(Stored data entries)

○ ○ ○ ○

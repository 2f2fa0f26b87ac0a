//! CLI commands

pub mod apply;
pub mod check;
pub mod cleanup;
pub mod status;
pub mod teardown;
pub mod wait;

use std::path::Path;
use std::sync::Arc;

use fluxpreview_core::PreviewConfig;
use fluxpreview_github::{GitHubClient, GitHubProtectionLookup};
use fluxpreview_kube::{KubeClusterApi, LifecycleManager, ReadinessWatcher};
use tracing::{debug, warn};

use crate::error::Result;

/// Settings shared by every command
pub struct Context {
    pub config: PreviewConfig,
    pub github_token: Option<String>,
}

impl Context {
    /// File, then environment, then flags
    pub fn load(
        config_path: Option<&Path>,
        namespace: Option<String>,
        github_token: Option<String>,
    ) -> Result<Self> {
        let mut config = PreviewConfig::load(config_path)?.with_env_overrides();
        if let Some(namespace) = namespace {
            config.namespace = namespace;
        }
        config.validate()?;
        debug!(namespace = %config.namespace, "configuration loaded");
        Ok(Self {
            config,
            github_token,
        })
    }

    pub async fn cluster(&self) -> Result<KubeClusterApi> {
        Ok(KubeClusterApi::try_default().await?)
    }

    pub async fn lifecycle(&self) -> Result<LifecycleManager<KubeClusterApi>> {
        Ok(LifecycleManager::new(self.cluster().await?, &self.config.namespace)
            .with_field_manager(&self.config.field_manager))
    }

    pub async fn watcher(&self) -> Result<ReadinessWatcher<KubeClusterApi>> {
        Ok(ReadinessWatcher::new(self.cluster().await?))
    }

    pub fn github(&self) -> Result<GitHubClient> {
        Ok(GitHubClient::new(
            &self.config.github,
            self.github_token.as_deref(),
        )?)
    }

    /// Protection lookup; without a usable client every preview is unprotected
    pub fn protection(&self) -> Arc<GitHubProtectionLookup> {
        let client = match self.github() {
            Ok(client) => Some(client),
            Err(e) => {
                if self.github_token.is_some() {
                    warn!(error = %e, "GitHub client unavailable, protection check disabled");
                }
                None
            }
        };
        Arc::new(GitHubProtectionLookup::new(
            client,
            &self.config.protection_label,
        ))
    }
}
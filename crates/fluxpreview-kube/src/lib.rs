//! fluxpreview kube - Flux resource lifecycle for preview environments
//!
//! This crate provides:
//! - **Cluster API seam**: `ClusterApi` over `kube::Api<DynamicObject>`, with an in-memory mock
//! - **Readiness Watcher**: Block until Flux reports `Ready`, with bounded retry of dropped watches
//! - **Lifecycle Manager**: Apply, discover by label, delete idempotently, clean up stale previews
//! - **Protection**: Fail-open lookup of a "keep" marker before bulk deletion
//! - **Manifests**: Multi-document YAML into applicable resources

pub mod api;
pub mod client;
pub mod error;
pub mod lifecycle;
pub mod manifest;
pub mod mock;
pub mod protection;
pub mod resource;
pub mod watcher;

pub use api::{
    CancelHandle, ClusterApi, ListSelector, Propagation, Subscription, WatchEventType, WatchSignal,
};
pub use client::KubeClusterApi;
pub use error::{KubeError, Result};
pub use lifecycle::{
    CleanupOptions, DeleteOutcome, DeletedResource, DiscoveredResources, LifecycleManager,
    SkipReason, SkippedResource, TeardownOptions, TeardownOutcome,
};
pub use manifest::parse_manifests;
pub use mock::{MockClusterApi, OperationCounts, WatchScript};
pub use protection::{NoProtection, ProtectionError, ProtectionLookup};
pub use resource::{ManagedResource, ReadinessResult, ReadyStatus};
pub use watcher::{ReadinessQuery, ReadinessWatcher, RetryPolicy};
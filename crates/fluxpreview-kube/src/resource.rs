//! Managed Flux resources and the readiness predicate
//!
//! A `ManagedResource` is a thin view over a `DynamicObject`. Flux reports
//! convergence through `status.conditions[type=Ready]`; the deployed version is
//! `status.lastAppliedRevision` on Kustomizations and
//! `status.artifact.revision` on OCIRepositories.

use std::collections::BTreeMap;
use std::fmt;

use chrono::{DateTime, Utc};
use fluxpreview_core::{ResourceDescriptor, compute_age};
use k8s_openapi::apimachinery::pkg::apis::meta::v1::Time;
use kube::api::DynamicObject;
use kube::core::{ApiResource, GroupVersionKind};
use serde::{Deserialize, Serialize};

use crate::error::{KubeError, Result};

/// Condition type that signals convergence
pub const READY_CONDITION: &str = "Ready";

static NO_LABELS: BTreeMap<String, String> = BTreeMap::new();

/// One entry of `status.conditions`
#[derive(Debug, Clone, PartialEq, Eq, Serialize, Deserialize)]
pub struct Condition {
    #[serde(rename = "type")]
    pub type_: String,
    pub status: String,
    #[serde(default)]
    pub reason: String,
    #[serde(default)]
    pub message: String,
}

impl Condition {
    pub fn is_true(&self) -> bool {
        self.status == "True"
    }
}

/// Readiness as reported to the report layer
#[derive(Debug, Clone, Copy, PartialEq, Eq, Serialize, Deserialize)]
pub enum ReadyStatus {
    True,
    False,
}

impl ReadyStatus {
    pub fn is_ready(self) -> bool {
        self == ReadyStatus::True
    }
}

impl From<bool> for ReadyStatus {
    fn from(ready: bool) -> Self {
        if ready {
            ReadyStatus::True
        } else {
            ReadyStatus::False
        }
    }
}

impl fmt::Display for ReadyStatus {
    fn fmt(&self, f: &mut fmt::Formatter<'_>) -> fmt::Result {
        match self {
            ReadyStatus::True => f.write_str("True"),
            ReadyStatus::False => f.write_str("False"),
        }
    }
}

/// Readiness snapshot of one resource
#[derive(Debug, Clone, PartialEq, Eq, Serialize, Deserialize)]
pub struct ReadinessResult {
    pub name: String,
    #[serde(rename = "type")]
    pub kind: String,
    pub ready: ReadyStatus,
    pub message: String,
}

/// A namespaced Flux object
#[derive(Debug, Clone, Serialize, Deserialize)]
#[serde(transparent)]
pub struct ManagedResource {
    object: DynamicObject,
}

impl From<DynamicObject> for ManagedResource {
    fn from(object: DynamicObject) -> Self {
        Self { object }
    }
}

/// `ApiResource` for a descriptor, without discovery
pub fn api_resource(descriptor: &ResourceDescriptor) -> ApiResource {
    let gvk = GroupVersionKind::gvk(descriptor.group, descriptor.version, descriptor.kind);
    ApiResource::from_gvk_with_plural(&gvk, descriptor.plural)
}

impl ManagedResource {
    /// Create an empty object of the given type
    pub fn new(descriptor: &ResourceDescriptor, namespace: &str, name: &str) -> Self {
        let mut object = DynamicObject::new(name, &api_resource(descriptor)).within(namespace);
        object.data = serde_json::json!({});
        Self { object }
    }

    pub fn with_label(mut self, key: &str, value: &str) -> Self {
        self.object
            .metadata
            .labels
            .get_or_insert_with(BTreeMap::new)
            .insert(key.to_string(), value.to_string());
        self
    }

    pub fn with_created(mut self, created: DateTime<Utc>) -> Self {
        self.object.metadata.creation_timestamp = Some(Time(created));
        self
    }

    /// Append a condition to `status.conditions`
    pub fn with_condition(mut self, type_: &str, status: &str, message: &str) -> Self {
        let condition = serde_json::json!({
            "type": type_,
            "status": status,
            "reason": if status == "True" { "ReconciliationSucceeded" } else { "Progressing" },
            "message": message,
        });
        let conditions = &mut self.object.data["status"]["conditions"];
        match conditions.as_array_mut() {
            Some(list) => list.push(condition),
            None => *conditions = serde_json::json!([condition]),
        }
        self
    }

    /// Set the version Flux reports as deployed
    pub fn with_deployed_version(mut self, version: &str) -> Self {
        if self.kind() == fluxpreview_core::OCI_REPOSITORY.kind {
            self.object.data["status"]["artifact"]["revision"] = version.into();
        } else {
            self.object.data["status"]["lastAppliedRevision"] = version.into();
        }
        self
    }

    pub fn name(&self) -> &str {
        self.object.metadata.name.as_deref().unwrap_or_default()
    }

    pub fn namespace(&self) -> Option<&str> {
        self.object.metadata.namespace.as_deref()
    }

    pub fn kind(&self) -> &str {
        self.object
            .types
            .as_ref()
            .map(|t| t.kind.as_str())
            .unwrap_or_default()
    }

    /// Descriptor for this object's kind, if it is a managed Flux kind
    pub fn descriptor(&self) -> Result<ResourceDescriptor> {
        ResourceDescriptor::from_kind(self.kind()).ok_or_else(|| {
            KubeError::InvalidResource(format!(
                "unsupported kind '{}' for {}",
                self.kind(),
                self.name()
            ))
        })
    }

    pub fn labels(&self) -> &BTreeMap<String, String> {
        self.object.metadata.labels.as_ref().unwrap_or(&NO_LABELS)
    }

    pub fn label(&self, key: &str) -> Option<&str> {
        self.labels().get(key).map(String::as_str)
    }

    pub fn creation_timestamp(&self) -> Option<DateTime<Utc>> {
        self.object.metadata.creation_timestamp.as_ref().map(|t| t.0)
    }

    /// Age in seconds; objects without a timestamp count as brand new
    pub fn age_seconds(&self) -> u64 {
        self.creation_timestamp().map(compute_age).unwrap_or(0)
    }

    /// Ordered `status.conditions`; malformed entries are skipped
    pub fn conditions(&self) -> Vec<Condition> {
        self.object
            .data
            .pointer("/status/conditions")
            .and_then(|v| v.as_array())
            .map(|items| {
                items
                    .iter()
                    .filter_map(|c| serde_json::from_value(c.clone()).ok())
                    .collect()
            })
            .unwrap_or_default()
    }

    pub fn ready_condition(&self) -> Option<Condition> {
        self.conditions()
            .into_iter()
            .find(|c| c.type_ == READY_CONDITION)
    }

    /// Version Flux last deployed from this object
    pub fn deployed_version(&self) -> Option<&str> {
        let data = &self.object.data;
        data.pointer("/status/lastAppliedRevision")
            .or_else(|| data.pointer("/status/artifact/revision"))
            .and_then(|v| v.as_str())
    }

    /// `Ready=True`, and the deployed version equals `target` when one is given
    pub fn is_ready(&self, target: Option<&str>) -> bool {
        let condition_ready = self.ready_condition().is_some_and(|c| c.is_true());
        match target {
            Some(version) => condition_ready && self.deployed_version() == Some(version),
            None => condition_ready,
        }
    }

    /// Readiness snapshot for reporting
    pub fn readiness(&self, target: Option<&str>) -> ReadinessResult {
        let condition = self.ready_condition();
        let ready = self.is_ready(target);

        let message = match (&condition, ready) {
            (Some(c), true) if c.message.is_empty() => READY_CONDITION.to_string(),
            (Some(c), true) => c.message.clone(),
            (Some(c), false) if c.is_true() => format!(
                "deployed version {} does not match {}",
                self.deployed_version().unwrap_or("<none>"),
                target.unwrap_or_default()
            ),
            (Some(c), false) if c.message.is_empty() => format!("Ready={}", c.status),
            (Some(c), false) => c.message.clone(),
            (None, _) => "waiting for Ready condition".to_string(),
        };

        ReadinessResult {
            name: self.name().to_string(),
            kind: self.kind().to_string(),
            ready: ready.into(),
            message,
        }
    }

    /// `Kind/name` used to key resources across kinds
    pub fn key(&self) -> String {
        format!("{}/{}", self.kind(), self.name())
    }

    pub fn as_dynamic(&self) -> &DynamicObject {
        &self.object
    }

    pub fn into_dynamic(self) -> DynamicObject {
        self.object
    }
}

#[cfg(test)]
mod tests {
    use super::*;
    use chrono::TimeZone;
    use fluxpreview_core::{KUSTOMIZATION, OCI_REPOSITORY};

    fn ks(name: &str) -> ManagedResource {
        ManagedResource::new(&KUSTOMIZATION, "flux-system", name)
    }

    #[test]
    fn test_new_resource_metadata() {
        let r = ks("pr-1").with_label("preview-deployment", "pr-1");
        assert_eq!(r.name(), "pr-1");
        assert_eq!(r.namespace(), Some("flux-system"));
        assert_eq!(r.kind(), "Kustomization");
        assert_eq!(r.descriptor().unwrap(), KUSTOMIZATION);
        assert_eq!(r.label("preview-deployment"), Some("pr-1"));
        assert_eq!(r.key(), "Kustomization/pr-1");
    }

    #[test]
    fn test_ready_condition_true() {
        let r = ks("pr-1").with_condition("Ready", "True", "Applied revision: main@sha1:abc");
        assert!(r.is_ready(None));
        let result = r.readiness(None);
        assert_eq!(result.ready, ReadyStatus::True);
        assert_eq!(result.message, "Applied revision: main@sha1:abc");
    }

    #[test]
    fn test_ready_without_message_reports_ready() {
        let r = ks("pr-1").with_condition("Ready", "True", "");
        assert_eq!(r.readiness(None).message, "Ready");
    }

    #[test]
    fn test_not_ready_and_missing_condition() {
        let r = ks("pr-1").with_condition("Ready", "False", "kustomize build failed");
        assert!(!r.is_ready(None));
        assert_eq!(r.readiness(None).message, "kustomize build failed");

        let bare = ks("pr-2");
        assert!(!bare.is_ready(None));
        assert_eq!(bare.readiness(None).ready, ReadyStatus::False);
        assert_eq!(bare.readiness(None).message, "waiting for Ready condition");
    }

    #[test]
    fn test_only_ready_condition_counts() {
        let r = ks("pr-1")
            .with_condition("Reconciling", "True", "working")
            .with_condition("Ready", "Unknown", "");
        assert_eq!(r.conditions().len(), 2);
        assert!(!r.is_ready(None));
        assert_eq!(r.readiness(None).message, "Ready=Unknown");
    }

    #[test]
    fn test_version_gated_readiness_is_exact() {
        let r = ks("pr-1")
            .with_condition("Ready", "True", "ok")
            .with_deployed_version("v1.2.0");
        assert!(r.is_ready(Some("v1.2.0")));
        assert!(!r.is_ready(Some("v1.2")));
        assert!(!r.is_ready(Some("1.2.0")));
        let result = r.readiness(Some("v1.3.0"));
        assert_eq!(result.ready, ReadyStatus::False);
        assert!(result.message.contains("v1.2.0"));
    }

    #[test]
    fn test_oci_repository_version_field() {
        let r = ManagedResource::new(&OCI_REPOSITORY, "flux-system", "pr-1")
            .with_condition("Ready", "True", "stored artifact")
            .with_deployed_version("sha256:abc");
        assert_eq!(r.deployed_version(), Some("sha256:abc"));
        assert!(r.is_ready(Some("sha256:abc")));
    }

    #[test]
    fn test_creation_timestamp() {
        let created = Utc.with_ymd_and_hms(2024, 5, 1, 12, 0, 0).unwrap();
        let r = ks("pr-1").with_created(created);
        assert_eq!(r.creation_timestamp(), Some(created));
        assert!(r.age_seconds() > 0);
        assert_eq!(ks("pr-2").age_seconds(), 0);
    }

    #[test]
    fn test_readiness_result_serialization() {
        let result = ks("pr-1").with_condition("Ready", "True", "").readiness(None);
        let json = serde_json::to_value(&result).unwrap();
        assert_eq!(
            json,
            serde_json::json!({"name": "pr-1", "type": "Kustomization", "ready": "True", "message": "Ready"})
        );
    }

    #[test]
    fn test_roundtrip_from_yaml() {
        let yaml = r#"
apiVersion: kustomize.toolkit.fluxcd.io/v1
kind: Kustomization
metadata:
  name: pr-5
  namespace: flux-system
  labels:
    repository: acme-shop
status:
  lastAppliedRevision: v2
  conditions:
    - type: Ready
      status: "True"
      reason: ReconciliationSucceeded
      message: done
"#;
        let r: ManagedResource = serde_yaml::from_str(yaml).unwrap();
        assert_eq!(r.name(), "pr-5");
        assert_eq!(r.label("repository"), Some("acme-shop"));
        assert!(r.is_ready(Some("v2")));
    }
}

○ ○ ○ ○

Both the first line of the data above and the line with "environment, then flags" must be included; please return exactly those lines and the ones between them.

> **Answer to the problem**
repository 2f2fa0f26b87ac0a
//! CLI commands

pub mod apply;
pub mod check;
pub mod cleanup;
pub mod status;
pub mod teardown;
pub mod wait;

use std::path::Path;
use std::sync::Arc;

use fluxpreview_core::PreviewConfig;
use fluxpreview_github::{GitHubClient, GitHubProtectionLookup};
use fluxpreview_kube::{KubeClusterApi, LifecycleManager, ReadinessWatcher};
use tracing::{debug, warn};

use crate::error::Result;

/// Settings shared by every command
pub struct Context {
    pub config: PreviewConfig,
    pub github_token: Option<String>,
}

impl Context {
    /// File, then environment, then flags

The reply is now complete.